### [Task instructions]
Reading the listing below, restate each entry exactly as written.

### [Exercise input]
//! HTTP route handlers for the recivo server.

pub mod receipt;

/// Health check endpoint.
pub async fn health() -> &'static str {
    "OK"
}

### [Written response]
//! HTTP route handlers for the recivo server.

pub mod receipt;

/// Health check endpoint.
pub async fn health() -> &'static str {
    "OK"
}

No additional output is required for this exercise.